WM in Russland: Kann man das guten Gewissens gucken?
Die Kriege in der Ukraine und in Syrien, Wladimir Putins Provokationen gegen den Westen, die Unterdrückung kritischer Stimmen: Mit Russland hat die Fußball-WM 2018 einen fragwürdigen Gastgeber. Doch nicht nur die Politik des Gastgebers stößt vielen auf, auch der Fußballweltverband FIFA wird seit Jahren von Korruptionsaffären erschüttert. Wie vertretbar ist die WM aus moralischer Sicht?
Boykott — ja oder nein?
Im April riefen 60 Europaabgeordnete aus 16 Ländern dazu auf, sich dem Boykott von Großbritannien und Island anzuschließen, die keine Regierungsvertreter zur Fußball-WM nach Russland schicken werden. Damals erschütterte die Skripal-Affäre das Verhältnis zwischen Moskau und London. In dem Schreiben der Abgeordneten hieß es unter anderem:
“Der Giftgasanschlag in Salisbury ist nur das neueste Kapitel von Wladimir Putins Verhöhnung unserer europäischen Werte.”
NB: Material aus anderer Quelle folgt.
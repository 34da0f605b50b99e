//! ledger.rs
//! Last-writer-wins merge of revision batches, keyed by date.

use super::observation::ResolvedObservation;
use chrono::NaiveDate;
use std::collections::BTreeMap;

/// Accumulates observations in chain order.
///
/// Every `apply` unconditionally overwrites the entry for each date it
/// mentions. Because batches arrive in ascending version order, the entry
/// left for a date is the one from the highest version that mentioned it.
#[derive(Debug, Clone, Default)]
pub struct ObservationLedger {
    current: BTreeMap<NaiveDate, ResolvedObservation>,
    // Overwritten entries per date, oldest first.
    superseded: BTreeMap<NaiveDate, Vec<ResolvedObservation>>,
    track_history: bool,
}

impl ObservationLedger {
    pub fn new() -> Self { Self::default() }

    /// A ledger that also remembers every entry it overwrote.
    pub fn with_history() -> Self {
        Self { track_history: true, ..Self::default() }
    }

    #[inline]
    pub fn insert(&mut self, observation: ResolvedObservation) {
        if let Some(previous) = self.current.insert(observation.date, observation) {
            if self.track_history {
                self.superseded.entry(observation.date).or_default().push(previous);
            }
        }
    }

    pub fn apply<'o>(&mut self, batch: impl IntoIterator<Item = &'o ResolvedObservation>) {
        for observation in batch {
            self.insert(*observation);
        }
    }

    pub fn get(&self, date: NaiveDate) -> Option<&ResolvedObservation> {
        self.current.get(&date)
    }

    pub fn len(&self) -> usize { self.current.len() }

    pub fn is_empty(&self) -> bool { self.current.is_empty() }

    /// The merged rows, ascending by date.
    pub fn into_observations(self) -> Vec<ResolvedObservation> {
        self.current.into_values().collect()
    }

    pub fn into_parts(self) -> (Vec<ResolvedObservation>, BTreeMap<NaiveDate, Vec<ResolvedObservation>>) {
        (self.current.into_values().collect(), self.superseded)
    }
}
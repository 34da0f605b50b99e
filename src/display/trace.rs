use crate::resolve::{Resolution, ResolvedObservation};
use std::fmt::Write;

/// Renders an audit trace of a resolution: every date's value in force, and
/// the versions that value replaced.
pub fn format_trace(resolution: &Resolution) -> String {
    let mut output = String::new();
    let _ = writeln!(
        output,
        "AUDIT TRACE for series '{}' (feed '{}', instrument '{}'):",
        resolution.series, resolution.feed, resolution.instrument
    );
    let _ = writeln!(output, "--------------------------------------------------");

    if resolution.is_empty() {
        let _ = writeln!(output, "(no observations)");
        return output;
    }

    let rows = resolution.observations();
    for (i, obs) in rows.iter().enumerate() {
        let is_last = i == rows.len() - 1;
        let connector = if is_last { "`--" } else { "|--" };
        let _ = writeln!(output, "{} {} = {:.4} (v{})", connector, obs.date, obs.value, obs.version);

        let superseded = resolution.superseded(obs.date);
        if !superseded.is_empty() {
            let stem = if is_last { "   " } else { "|  " };
            let _ = writeln!(output, "{}`-- Supersedes: {}", stem, format_superseded(superseded));
        }
    }

    let _ = writeln!(output, "--------------------------------------------------");
    let _ = writeln!(output, "{} dates, {} restated", rows.len(), resolution.restated_dates());
    output
}

fn format_superseded(entries: &[ResolvedObservation]) -> String {
    entries
        .iter()
        .map(|o| format!("v{} [{:.4}]", o.version, o.value))
        .collect::<Vec<_>>()
        .join(", ")
}
//! Defines the error types for the resolution module.
use crate::graph::NodeId;
use thiserror::Error;

/// Which lookup step came up empty.
#[derive(Error, Debug, Clone, PartialEq, Eq)]
pub enum Missing {
    #[error("instrument '{code}'")]
    Instrument { code: String },
    #[error("feed '{code}' of instrument '{instrument}'")]
    Feed { instrument: String, code: String },
    #[error("time series '{name}' of feed '{feed}'")]
    Series { feed: String, name: String },
}

/// The structural invariant a node violates.
#[derive(Error, Debug, Clone, PartialEq)]
pub enum Malformation {
    #[error("revision has {found} capture relationships, expected exactly one")]
    CaptureCount { found: usize },
    #[error("missing property '{key}'")]
    MissingProperty { key: String },
    #[error("property '{key}' is not numeric: {raw}")]
    NonNumeric { key: String, raw: String },
    #[error("property '{key}' is not a non-negative integer version: {raw}")]
    InvalidVersion { key: String, raw: String },
    #[error("property '{key}' is not a calendar date: {raw}")]
    UnparseableDate { key: String, raw: String },
    #[error("revision chain branches into {successors} successors")]
    BranchingChain { successors: usize },
    #[error("revision chain revisits an earlier node")]
    CyclicChain,
}

#[derive(Error, Debug, Clone, PartialEq)]
pub enum ResolveError {
    /// Absence of requested data. The resolver recovers from this with an empty result.
    #[error("{0} not found")]
    NotFound(Missing),
    /// Upstream data corruption. Fatal for the query.
    #[error("malformed graph at node {}: {reason}", .node.index())]
    MalformedGraph { node: NodeId, reason: Malformation },
}

impl ResolveError {
    pub fn malformed(node: NodeId, reason: Malformation) -> Self {
        ResolveError::MalformedGraph { node, reason }
    }

    pub fn is_not_found(&self) -> bool {
        matches!(self, ResolveError::NotFound(_))
    }
}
Der britische Außenminister Boris Johnson ging sogar so weit, eine WM-Visite mit dem Besuch der Olympischen Spiele in Hitler-Deutschland zu vergleichen. Jenseits solcher Polemik gibt es viele Faktoren, die für einen Boykott sprechen.
Wie der DFB um Haltung ringt
Deutschland ist Titelverteidiger und einer der Favoriten auf den Titel, das Turnier in Russland dementsprechend wichtig für den DFB. Zugleich versucht der Fußballverband den Spagat zwischen vielbeschworener Konzentration aufs Sportliche einerseits ohne dabei andererseits die politischen Umstände zu ignorieren. DFB-Chef Reinhard Grindel steht wie kein zweiter für diesen Zwiespalt. “Wie viel Kritik an den Zuständen in Russland kann er sich erlauben? Wie viel Nähe wirkt anbiedernd?”, schreibt Stefan Herrmanns im “Tagesspiegel”.
Ausbeutung beim Bau der WM-Stadien
Beim Bau des Stadions in Sankt Petersburg wurden Arbeiter aus Nordkorea ausgebeutet. Internationale Organisationen sprechen von „Sklavenarbeit”. Die Arbeiter sollen teilweise in Unterkünften ohne Wasser, Heizungen oder sonstige sanitäre Anlagen untergebracht gewesen sein, ohne Verträge gearbeitet und nicht oder nur spät bezahlt worden sein. Auf den russischen WM-Baustellen soll es mindestens zwölf Tote gegeben haben.
WM ignorieren oder mitfiebern?
In einem Kommentar für “Zeit Online” schreibt Fußball-Reporter Steffen Dobbert, warum diese WM die erste seit 1990 ist, die er boykottieren wird.
Mir ist die Lust am Fußballfest vergangen. Aus zwei Gründen: Die Fifa als WM-Organisator hat ihre Glaubwürdigkeit verloren, und Russland sich als WM-Gastgeber diskreditiert.
Neben der russischen Rolle im Syrien-Krieg sei es vor allem der Krieg in der Ukraine, in dem bislang mehr als 10.000 Menschen starben, der es ihm unmöglich mache, die Fußball-WM in diesem Jahr mit Freude zu verfolgen. Sportliche Großereignisse, so der Autor, würde Präsident Wladimir Putin regelmäßig als Propaganda-Bühne nutzen.
Die Probleme, die ein WM-Gastgeber Russland heraufbeschwört, ignoriert auch Peter von Becker im “Tagesspiegel” nicht. Er findet, Politiker sollten nicht zur WM reisen und dadurch Präsident Putin aufwerten. Aber genießen sollten wir das Turnier dennoch, schreibt er. Denn das Spiel sei “ schöner, aufregender und letztlich größer als die dahinter oder daneben stehenden Funktionäre.”
Und wie sauber ist eigentlich die Fifa?
Gleich mehrere Korruptionsaffären erschütterten die Fifa in den vergangenen Jahren. Zehn der 24 Mitglieder der Exekutive des Verbands stehen mittlerweile unter dem Verdacht der Korruption. In einem Bericht des New Yorker Bundesstaatsanwalts Michael J. Garcia, der als Vorsitzender der ermittelnden Kammer der Ethikkommission ab 2012 die Vorwürfe untersuchte, finden sich viele Hinweise auf Korruption. Die Fifa veröffentlichte den Report nur auf Druck.